C. R. Ledet1, D. A. Santos1, A. R. Limmer1, H. M. Gibson1, B. D. Badgwell1  1University Of Texas MD Anderson Cancer Center,Surgical Oncology,Houston, TX, USA

Introduction:
Cancer is the second leading cause of death in the United States. Recently, cancer patients have benefited from advancements in both diagnostic tools and therapies, which often extend both disease-free and overall survival.  As a result, a number of cancer patients are living longer with solid and hematologic malignancies.  Cancer patients frequently require general surgical consultation for conditions that arise during their treatment, or as a consequence of therapy.  In addition, general surgeons are frequently consulted for long-term complications of oncologic surgery.  However, acute care general surgery services are infrequently described in cancer centers that are not affiliated with a general hospital.  The purpose of this study was to determine the clinical presentation and management associated with cancer patients requiring acute care general surgery consultation at a free-standing cancer center.

Methods:
We performed a retrospective review of the general surgery consult database at our free-standing cancer center from 10/2015-8/2017.  All patients included in the database are patients that have a suspicion of cancer, actively being treated for malignancy or in long-term surveillance.
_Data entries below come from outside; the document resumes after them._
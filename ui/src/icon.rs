use voira_core::Icon;

/// Glyph shown for an [`Icon`]
pub(crate) fn glyph(icon: Icon) -> &'static str {
    match icon {
        Icon::Wrench => "🔧",
        Icon::Truck => "🚚",
        Icon::Heart => "❤️",
        Icon::HardHat => "👷",
        Icon::Car => "🚗",
        Icon::ChefHat => "👨‍🍳",
        Icon::Upload => "📤",
        Icon::Phone => "📞",
        Icon::MessageSquare => "💬",
        Icon::CheckCircle => "✅",
        Icon::Shield => "🛡️",
        Icon::FileCheck => "📋",
        Icon::Play => "▶",
        Icon::Pause => "⏸",
        Icon::ChevronDown => "⌄",
    }
}
//! Configuration options for the demo player

use crate::error::{LandingError, Result};
use serde::{Deserialize, Serialize};
use std::time::Duration;

/// Length of the recorded demo call (3 minutes)
pub const DEFAULT_DURATION_SECS: u32 = 180;

/// Configuration for the simulated demo player
#[derive(Debug, Clone, PartialEq, Eq, Serialize, Deserialize)]
pub struct PlayerConfig {
    /// Total length of the demo in seconds
    pub duration_secs: u32,

    /// Wall-clock time between two progress ticks
    pub tick_period: Duration,
}

impl Default for PlayerConfig {
    fn default() -> Self {
        Self {
            duration_secs: DEFAULT_DURATION_SECS,
            tick_period: Duration::from_secs(1),
        }
    }
}

impl PlayerConfig {
    /// Create a new configuration with default values
    pub fn new() -> Self {
        Self::default()
    }

    /// Set the demo duration
    pub fn with_duration_secs(mut self, secs: u32) -> Self {
        self.duration_secs = secs;
        self
    }

    /// Set the tick period
    pub fn with_tick_period(mut self, period: Duration) -> Self {
        self.tick_period = period;
        self
    }

    /// Reject configurations the player cannot run with
    pub fn validate(&self) -> Result<()> {
        if self.duration_secs == 0 {
            return Err(LandingError::Configuration(
                "demo duration must be at least one second".to_string(),
            ));
        }
        if self.tick_period.is_zero() {
            return Err(LandingError::Configuration(
                "tick period must be non-zero".to_string(),
            ));
        }
        Ok(())
    }
}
Clinical, demographic, and treatment variables were extracted for patients undergoing general surgical consultation.  The wait time for outpatient vascular access placement was recorded to evaluate a change during the study period.

Results:
In 2015, the acute care general surgery service was initiated at our institution.  There was a 60% increase in general surgical consults during the study period (212 vs. 542 consults). Over 95% of the general surgical cases were elective outpatient surgeries, while only 2-4% of cases were emergent.  In 2017, almost 50% of the elective cases were comprised of vascular access placement for chemotherapy. With the addition of acute care surgeons, the average wait time for vascular access decreased by more than 50%, median wait time in 2015, 2.2 days ( 1.9-4.3 days) vs. 0.96 days (0.56-2.33 days) in 2017.  Open and minimally invasive inguinal, umbilical, parastomal and ventral hernias constituted 21% of the surgical practice followed by cholecystectomy (with/ without intraoperative cholangiogram) which comprised 10% of cases.  Other common indications for consultation that were less than 10% of the practice included excisional lymph node biopsies for disease diagnosis, splenectomy, skin and soft tissue excisions and feeding tube access. 

Conclusion:
 Acute care general surgeons play a unique role at dedicated cancer centers by providing surgical expertise for cancer patients during their diagnosis, treatment, and survivorship period.  This study demonstrates the service viability and increased efficiency of general surgeon integration into a free-standing cancer center.